“You don’t need a
weatherman to know which way the wind blows …”
Bob Dylan, Subterranean Homesick Blues
There’s a
storm blowing in from the southwest, drawing moisture all the way from the
remnants of a hurricane near Hawaii. It
will arrive in my neighborhood in about three hours. Winds will be blustery, and I can expect at
least a half inch of rain this evening.
I know all
of this because I have access, whether on broadcast TV or my computer, to the
most sophisticated, high-tech meteorological equipment on the face of the
earth. I have multiple radar stations
lighting up my screen with shades of green, yellow, orange and, occasionally
and worryingly, red; I have satellite images of cloud patterns far out into the
Pacific; I have live weather cameras scattered around the state; I have graphs
and charts from Federal agencies and the University of Washington; I have an
app from the Weather Channel that tells me, minute by minute, what’s happening
and what will ensue in the immediate future. I have video and GoPro pseudo-experiences of
tornadoes, hurricanes and blizzards. Weather
is a certifiable obsession, not just for me, but for many of us who live in the
Northwest. I used to do content analyses
of local television news broadcasts for my Mass Media class. In every broadcast, around 11% of the time
was devoted to weather (25% was commercials, another 11% was sports—that doesn’t
leave much time for actual “news”).
It’s
colorful, scientific, entertaining—such weathercasters as Jeff Renner and Steve
Pool are local icons—but it’s not fun.
It used to
be. I grew up with weather presented as
a graphic novel.
Early
television news was, quite frankly, pretty boring. A reconstructed radio or newspaper reporter
read copy from a paper script, often with a backdrop of analog clocks set to
different time zones. “Video” was really
film clips (usually days out of date) from movie newsreels. The tone was
straight-laced and somber, and the coverage (local broadcasts lasted fifteen
minutes) superficial. But television, as
early producers were discovering, is fundamentally more than “radio with
pictures”—it’s a visual medium. You have to see things, not hear about them.
But just
how, in a pre-satellite, pre-weather radar, pre-remote video world, was one to
show a low-pressure area?
For KING TV
in Seattle, the answer was cartoons. In
1951, when they were still the only station in the Northwest, they hired a
local commercial cartoonist, Bob Hale, and commissioned him to illustrate the
weather. Although his was hardly an
effervescent personality, Bob Hale quickly became a star. He had little scientific or meteorological
expertise, but that wasn’t necessary; the U.S. Weather Bureau supplied the
forecasts. Hale’s task was to make them
comprehensible to the rest of us, and he did so admirably, with a happy sun (“Old
Saul”), grim, glowering clouds and puffy wind gusts. It was like a high-school magic show every
night—a bespectacled, balding, geeky guy (reportedly not infrequently fortified
by liquids from the nearby Doghouse bar) with an easel and grease pens. His segment often drew more viewers than the
news itself, and his cheery, simple style inspired some of us to try our hands
at cartooning.
Bob Hale
I was one
of them. At the height of his
popularity, Bob Hale offered a correspondence course in cartooning, and I
prevailed upon my parents to pay for my tuition. Each week I’d receive a lesson and send my “homework”

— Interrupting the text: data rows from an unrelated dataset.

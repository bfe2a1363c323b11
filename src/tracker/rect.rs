use ndarray::Array2;
use serde::{Deserialize, Serialize};

/// Axis-aligned bounding box in pixel coordinates.
///
/// Stored as top-left corner plus size. Detectors hand boxes over as corners
/// (`x1, y1, x2, y2`), the motion model works in XYAH (centre x, centre y,
/// aspect ratio w/h, height).
#[derive(Debug, Clone, Copy, Default, PartialEq, Serialize, Deserialize)]
pub struct Rect {
    /// Left edge
    pub x: f32,
    /// Top edge
    pub y: f32,
    pub width: f32,
    pub height: f32,
}

impl Rect {
    #[inline]
    pub fn new(x: f32, y: f32, width: f32, height: f32) -> Self {
        Self {
            x,
            y,
            width,
            height,
        }
    }

    /// Build from corner coordinates `(x1, y1)` top-left and `(x2, y2)` bottom-right.
    #[inline]
    pub fn from_tlbr(x1: f32, y1: f32, x2: f32, y2: f32) -> Self {
        Self {
            x: x1,
            y: y1,
            width: x2 - x1,
            height: y2 - y1,
        }
    }

    /// Build from XYAH (centre x, centre y, aspect ratio, height).
    #[inline]
    pub fn from_xyah(cx: f32, cy: f32, aspect_ratio: f32, height: f32) -> Self {
        let width = aspect_ratio * height;
        Self {
            x: cx - width / 2.0,
            y: cy - height / 2.0,
            width,
            height,
        }
    }

    #[inline]
    pub fn x2(&self) -> f32 {
        self.x + self.width
    }

    #[inline]
    pub fn y2(&self) -> f32 {
        self.y + self.height
    }

    /// Corner form: `[x1, y1, x2, y2]`.
    #[inline]
    pub fn to_tlbr(&self) -> [f32; 4] {
        [self.x, self.y, self.x2(), self.y2()]
    }

    /// Motion-model form: `[centre_x, centre_y, aspect_ratio, height]`.
    #[inline]
    pub fn to_xyah(&self) -> [f32; 4] {
        let (cx, cy) = self.center();
        let aspect_ratio = if self.height > 0.0 {
            self.width / self.height
        } else {
            0.0
        };
        [cx, cy, aspect_ratio, self.height]
    }

    #[inline]
    pub fn center(&self) -> (f32, f32) {
        (self.x + self.width / 2.0, self.y + self.height / 2.0)
    }

    #[inline]
    pub fn area(&self) -> f32 {
        self.width * self.height
    }

    /// A box a detector may legitimately emit: finite, non-negative origin and
    /// strictly positive extent (`x1 < x2`, `y1 < y2`).
    pub fn is_well_formed(&self) -> bool {
        [self.x, self.y, self.width, self.height]
            .iter()
            .all(|v| v.is_finite())
            && self.x >= 0.0
            && self.y >= 0.0
            && self.width > 0.0
            && self.height > 0.0
    }

    /// Intersection over union with another box. Degenerate unions yield 0.
    pub fn iou(&self, other: &Rect) -> f32 {
        let x1 = self.x.max(other.x);
        let y1 = self.y.max(other.y);
        let x2 = self.x2().min(other.x2());
        let y2 = self.y2().min(other.y2());

        let inter_area = (x2 - x1).max(0.0) * (y2 - y1).max(0.0);
        let union_area = self.area() + other.area() - inter_area;

        if union_area > 0.0 {
            inter_area / union_area
        } else {
            0.0
        }
    }
}

/// IoU matrix of shape `(boxes_a.len(), boxes_b.len())`.
pub fn iou_batch(boxes_a: &[Rect], boxes_b: &[Rect]) -> Array2<f32> {
    let mut ious = Array2::zeros((boxes_a.len(), boxes_b.len()));
    for (i, a) in boxes_a.iter().enumerate() {
        for (j, b) in boxes_b.iter().enumerate() {
            ious[[i, j]] = a.iou(b);
        }
    }
    ious
}

#[cfg(test)]
mod tests {
    use super::*;

    #[test]
    fn test_tlbr_round_trip() {
        let rect = Rect::from_tlbr(10.0, 20.0, 40.0, 60.0);
        assert_eq!(rect, Rect::new(10.0, 20.0, 30.0, 40.0));
        assert_eq!(rect.to_tlbr(), [10.0, 20.0, 40.0, 60.0]);
    }

    #[test]
    fn test_xyah() {
        let rect = Rect::new(10.0, 20.0, 30.0, 40.0);
        let xyah = rect.to_xyah();
        assert_eq!(xyah[0], 25.0);
        assert_eq!(xyah[1], 40.0);
        assert!((xyah[2] - 0.75).abs() < 1e-6);
        assert_eq!(xyah[3], 40.0);

        let back = Rect::from_xyah(xyah[0], xyah[1], xyah[2], xyah[3]);
        assert!((back.x - 10.0).abs() < 1e-5);
        assert!((back.width - 30.0).abs() < 1e-5);
    }

    #[test]
    fn test_iou_partial_overlap() {
        let a = Rect::new(0.0, 0.0, 10.0, 10.0);
        let b = Rect::new(5.0, 5.0, 10.0, 10.0);
        // 25 / (100 + 100 - 25)
        assert!((a.iou(&b) - 25.0 / 175.0).abs() < 1e-6);
    }

    #[test]
    fn test_iou_disjoint_and_identical() {
        let a = Rect::new(0.0, 0.0, 10.0, 10.0);
        let b = Rect::new(20.0, 20.0, 10.0, 10.0);
        assert_eq!(a.iou(&b), 0.0);
        assert!((a.iou(&a) - 1.0).abs() < 1e-6);
    }

    #[test]
    fn test_well_formed() {
        assert!(Rect::from_tlbr(0.0, 0.0, 1.0, 1.0).is_well_formed());
        assert!(!Rect::from_tlbr(5.0, 0.0, 5.0, 1.0).is_well_formed());
        assert!(!Rect::from_tlbr(-1.0, 0.0, 5.0, 1.0).is_well_formed());
        assert!(!Rect::from_tlbr(f32::NAN, 0.0, 5.0, 1.0).is_well_formed());
        assert!(!Rect::new(0.0, 0.0, f32::INFINITY, 1.0).is_well_formed());
    }

    #[test]
    fn test_iou_batch_shape() {
        let a = [Rect::new(0.0, 0.0, 10.0, 10.0)];
        let b = [Rect::new(0.0, 0.0, 10.0, 10.0), Rect::new(50.0, 50.0, 5.0, 5.0)];
        let ious = iou_batch(&a, &b);
        assert_eq!(ious.dim(), (1, 2));
        assert!((ious[[0, 0]] - 1.0).abs() < 1e-6);
        assert_eq!(ious[[0, 1]], 0.0);
    }
}
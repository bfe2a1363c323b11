//! Constant-velocity Kalman filter over XYAH boxes.
//!
//! State is 8-dimensional: `[cx, cy, a, h, vcx, vcy, va, vh]`. Matrices are
//! `ndarray`, the 4x4 innovation inverse goes through `nalgebra`.

use ndarray::{Array1, Array2};

use crate::tracker::rect::Rect;

#[derive(Debug, Clone)]
pub struct KalmanFilter {
    motion_mat: Array2<f64>,
    update_mat: Array2<f64>,
    std_weight_position: f64,
    std_weight_velocity: f64,
}

impl Default for KalmanFilter {
    fn default() -> Self {
        Self::new()
    }
}

/// Box as a filter measurement.
pub fn measurement(rect: &Rect) -> [f64; 4] {
    rect.to_xyah().map(f64::from)
}

/// Box encoded by the positional half of a state mean.
pub fn mean_to_rect(mean: &Array1<f64>) -> Rect {
    Rect::from_xyah(
        mean[0] as f32,
        mean[1] as f32,
        mean[2] as f32,
        mean[3] as f32,
    )
}

impl KalmanFilter {
    pub fn new() -> Self {
        let ndim = 4;
        let mut motion_mat = Array2::eye(2 * ndim);
        for i in 0..ndim {
            motion_mat[[i, ndim + i]] = 1.0;
        }

        let mut update_mat = Array2::zeros((ndim, 2 * ndim));
        for i in 0..ndim {
            update_mat[[i, i]] = 1.0;
        }

        Self {
            motion_mat,
            update_mat,
            std_weight_position: 1.0 / 20.0,
            std_weight_velocity: 1.0 / 160.0,
        }
    }

    /// Start a track at `measurement` with zero velocity.
    pub fn initiate(&self, measurement: [f64; 4]) -> (Array1<f64>, Array2<f64>) {
        let mut mean = Array1::zeros(8);
        for (i, value) in measurement.iter().enumerate() {
            mean[i] = *value;
        }

        let h = measurement[3];
        let pos = 2.0 * self.std_weight_position * h;
        let vel = 10.0 * self.std_weight_velocity * h;
        let std = [pos, pos, 1e-2, pos, vel, vel, 1e-5, vel];

        (mean, diagonal_squared(&std))
    }

    pub fn predict(
        &self,
        mean: &Array1<f64>,
        covariance: &Array2<f64>,
    ) -> (Array1<f64>, Array2<f64>) {
        let h = mean[3];
        let pos = self.std_weight_position * h;
        let vel = self.std_weight_velocity * h;
        let motion_cov = diagonal_squared(&[pos, pos, 1e-2, pos, vel, vel, 1e-5, vel]);

        let new_mean = self.motion_mat.dot(mean);
        let new_covariance =
            self.motion_mat.dot(covariance).dot(&self.motion_mat.t()) + motion_cov;

        (new_mean, new_covariance)
    }

    /// Project the state distribution into measurement space.
    pub fn project(
        &self,
        mean: &Array1<f64>,
        covariance: &Array2<f64>,
    ) -> (Array1<f64>, Array2<f64>) {
        let h = mean[3];
        let pos = self.std_weight_position * h;
        let innovation_cov = diagonal_squared(&[pos, pos, 1e-1, pos]);

        let mean_proj = self.update_mat.dot(mean);
        let covariance_proj =
            self.update_mat.dot(covariance).dot(&self.update_mat.t()) + innovation_cov;

        (mean_proj, covariance_proj)
    }

    /// Correct the state with a measurement.
    ///
    /// Returns `None` when the innovation covariance is singular; callers keep
    /// the predicted state in that case.
    pub fn update(
        &self,
        mean: &Array1<f64>,
        covariance: &Array2<f64>,
        measurement: [f64; 4],
    ) -> Option<(Array1<f64>, Array2<f64>)> {
        let (projected_mean, projected_cov) = self.project(mean, covariance);
        let innovation = Array1::from_vec(measurement.to_vec()) - projected_mean;

        // K = P * H^T * S^-1, H = [I 0]
        let s_inv = invert_4x4(&projected_cov)?;
        let kalman_gain = covariance.dot(&self.update_mat.t()).dot(&s_inv);

        let new_mean = mean + kalman_gain.dot(&innovation);
        let new_covariance = covariance - kalman_gain.dot(&projected_cov).dot(&kalman_gain.t());

        Some((new_mean, new_covariance))
    }
}

fn diagonal_squared(std: &[f64]) -> Array2<f64> {
    let mut m = Array2::zeros((std.len(), std.len()));
    for (i, s) in std.iter().enumerate() {
        m[[i, i]] = s * s;
    }
    m
}

fn invert_4x4(m: &Array2<f64>) -> Option<Array2<f64>> {
    let nm = nalgebra::Matrix4::from_fn(|i, j| m[[i, j]]);
    let inv = nm.try_inverse()?;
    Some(Array2::from_shape_fn((4, 4), |(i, j)| inv[(i, j)]))
}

back to be evaluated. Unfortunately, my
evaluations revealed that I had little talent and nothing in particular to say
in graphic art, and a future career in cartooning weathercasting was
dashed.
Hale’s wasn’t. He attained national notice and, in the early
‘60s, was lured away to San Diego, to be replaced by another cartoonist, Bob
Cram. Cram was actually funnier and had
a more complex style, and he created a cast of recurring characters like Onshore
Flo and Milli Bar to dramatize upcoming events.
For nearly another decade he carried on the cartooning tradition on
KING, even after Hale came back for a brief comeback attempt.
But it was
a new age, a Space Age, and new technologies left little room for folksy guys
with grease pens. Sexy weathergirls in
front of green screens, yes. But
cartooning weathermen…not so much. By
the early ‘70s, even KING became serious and scientific, and the weathermap
became increasingly colorful and graphic in a far different way. Weathercasters
increasingly possessed advanced degrees and scientific credentials and actually
prepared their own forecasts from an increasing array of tools and data. And weather became a serious, sober subject.
Is it just
coincidence that in this new age we have a flourishing culture of Know-Nothing
climate change deniers? Maybe they’d
benefit from a cartoonist to explain it all to them.